Exercise materials Block Start

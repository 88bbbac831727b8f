//! HTTP API for the browser front-end.
//!
//! One [`AppState`] holds the chat session; [`build_app`] wraps the routes in
//! the body limit, CORS and request tracing layers and [`serve`] binds it.

pub mod routes;
pub mod state;

pub use routes::create_router;
pub use state::AppState;

use std::future::Future;
use std::io;
use std::net::SocketAddr;
use std::sync::Arc;

use axum::Router;
use axum::extract::DefaultBodyLimit;
use tokio::net::TcpListener;
use tower_http::cors::CorsLayer;
use tower_http::trace::TraceLayer;

/// Default server port.
pub const DEFAULT_PORT: u16 = 3000;

/// Largest request body accepted by any endpoint. Utterances and
/// personality directives are short text.
pub const MAX_BODY_BYTES: usize = 64 * 1024;

/// Routes plus the layers every request passes through.
#[must_use]
pub fn build_app(state: Arc<AppState>) -> Router {
    create_router(state)
        .layer(DefaultBodyLimit::max(MAX_BODY_BYTES))
        .layer(CorsLayer::permissive())
        .layer(TraceLayer::new_for_http())
}

/// Serve the API on `addr` until `shutdown` completes.
///
/// # Errors
/// Returns an error if the address cannot be bound or the listener fails.
pub async fn serve<F>(state: Arc<AppState>, addr: SocketAddr, shutdown: F) -> io::Result<()>
where
    F: Future<Output = ()> + Send + 'static,
{
    let listener = TcpListener::bind(addr).await?;
    tracing::info!(
        "Parley API for model {} on http://{}",
        state.model_name,
        listener.local_addr()?
    );

    axum::serve(listener, build_app(state))
        .with_graceful_shutdown(shutdown)
        .await
}
//! Voice-driven chat assistant: persisted conversation history, a hosted completion
//! client, and terminal and browser front-ends in a strictly linted crate.

// Forbidden practices
#![deny(warnings)] // Every warning is an error
#![deny(unsafe_code)] // No unsafe code
#![deny(missing_docs)] // Every public item is documented
#![deny(dead_code)] // No unused code
#![deny(non_camel_case_types)]
#![deny(unused_imports)]
#![deny(unused_variables)]
#![deny(unused_must_use)] // Results and Options must be handled
#![deny(non_snake_case)]
#![deny(non_upper_case_globals)]
#![deny(nonstandard_style)]
#![forbid(unsafe_op_in_unsafe_fn)]

// Clippy discipline
#![deny(clippy::all)]
#![deny(clippy::pedantic)]
#![deny(clippy::nursery)]
#![deny(clippy::unwrap_used)] // No unwrap()
#![deny(clippy::expect_used)] // No expect()
#![deny(clippy::panic)] // No panic!()
#![deny(clippy::print_stdout)] // Front-ends write through an injected writer
#![deny(clippy::todo)]
#![deny(clippy::unimplemented)]
#![deny(clippy::missing_const_for_fn)] // const wherever possible
#![deny(clippy::unwrap_in_result)]
#![deny(clippy::module_inception)]
#![deny(clippy::redundant_clone)]
#![deny(clippy::shadow_unrelated)]
#![deny(clippy::too_many_arguments)]
#![deny(clippy::cognitive_complexity)]
#![deny(overflowing_literals)]
#![cfg_attr(test, allow(clippy::unwrap_used, clippy::expect_used, clippy::panic))]

/// Conversation history, personality directive and context-window rendering.
pub mod conversation;
/// Hosted completion endpoint client.
pub mod llm;
/// HTTP API backing the browser front-end.
#[allow(
    clippy::missing_errors_doc,
    clippy::missing_const_for_fn,
    clippy::unused_async
)]
pub mod server;
/// Conversational turns, voice commands and the terminal front-end.
pub mod session;
/// Transcript producers feeding finished utterances to a session.
pub mod speech;
/// Entry helpers shared by the binaries.
pub mod start_parley_agent;
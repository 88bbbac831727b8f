//! Configuration for the conversation subsystem.

use std::path::PathBuf;

use serde::{Deserialize, Serialize};

use crate::conversation::context::DEFAULT_CONTEXT_WINDOW;
use crate::conversation::core::errors::{ConversationError, ConversationResult};

/// Directive used when no personality has been saved yet.
pub const DEFAULT_PERSONALITY: &str =
    "You are a helpful assistant. Answer questions clearly and concisely.";

/// Storage and rendering settings for a conversation store.
#[derive(Clone, Debug, PartialEq, Eq, Serialize, Deserialize)]
pub struct ConversationConfig {
    /// JSON file holding the conversation log.
    pub history_path: PathBuf,
    /// Plain-text file holding the personality directive.
    pub personality_path: PathBuf,
    /// Number of recent messages sent with each completion call.
    pub context_window: usize,
    /// Directive used when the personality file is absent or blank.
    pub default_personality: String,
}

impl Default for ConversationConfig {
    fn default() -> Self {
        Self {
            history_path: PathBuf::from("conversation_history.json"),
            personality_path: PathBuf::from("personality.txt"),
            context_window: DEFAULT_CONTEXT_WINDOW,
            default_personality: DEFAULT_PERSONALITY.to_string(),
        }
    }
}

impl ConversationConfig {
    /// Validate configuration invariants.
    ///
    /// # Errors
    /// Returns an error if any values are out of range or invalid.
    pub fn validate(&self) -> ConversationResult<()> {
        if self.context_window == 0 {
            return Err(ConversationError::InvalidConfig(
                "context_window must be > 0".to_string(),
            ));
        }

        if self.history_path.as_os_str().is_empty() {
            return Err(ConversationError::InvalidConfig(
                "history_path must not be empty".to_string(),
            ));
        }

        if self.personality_path.as_os_str().is_empty() {
            return Err(ConversationError::InvalidConfig(
                "personality_path must not be empty".to_string(),
            ));
        }

        if self.history_path == self.personality_path {
            return Err(ConversationError::InvalidConfig(
                "history_path and personality_path must differ".to_string(),
            ));
        }

        if self.default_personality.trim().is_empty() {
            return Err(ConversationError::InvalidConfig(
                "default_personality must not be blank".to_string(),
            ));
        }

        Ok(())
    }
}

Exercise materials Block End

■ **Task objective**:
All that is needed is the exact run of lines above from the line containing "#![deny(clippy::unimplemented)]" through the line containing "are a helpful", both of them included.

■ **Solution for this problem**:
#![deny(clippy::unimplemented)]
#![deny(clippy::missing_const_for_fn)] // const wherever possible
#![deny(clippy::unwrap_in_result)]
#![deny(clippy::module_inception)]
#![deny(clippy::redundant_clone)]
#![deny(clippy::shadow_unrelated)]
#![deny(clippy::too_many_arguments)]
#![deny(clippy::cognitive_complexity)]
#![deny(overflowing_literals)]
#![cfg_attr(test, allow(clippy::unwrap_used, clippy::expect_used, clippy::panic))]

/// Conversation history, personality directive and context-window rendering.
pub mod conversation;
/// Hosted completion endpoint client.
pub mod llm;
/// HTTP API backing the browser front-end.
#[allow(
    clippy::missing_errors_doc,
    clippy::missing_const_for_fn,
    clippy::unused_async
)]
pub mod server;
/// Conversational turns, voice commands and the terminal front-end.
pub mod session;
/// Transcript producers feeding finished utterances to a session.
pub mod speech;
/// Entry helpers shared by the binaries.
pub mod start_parley_agent;
repository 88bbbac831727b8f
//! Configuration for the conversation subsystem.

use std::path::PathBuf;

use serde::{Deserialize, Serialize};

use crate::conversation::context::DEFAULT_CONTEXT_WINDOW;
use crate::conversation::core::errors::{ConversationError, ConversationResult};

/// Directive used when no personality has been saved yet.
pub const DEFAULT_PERSONALITY: &str =
    "You are a helpful assistant. Answer questions clearly and concisely.";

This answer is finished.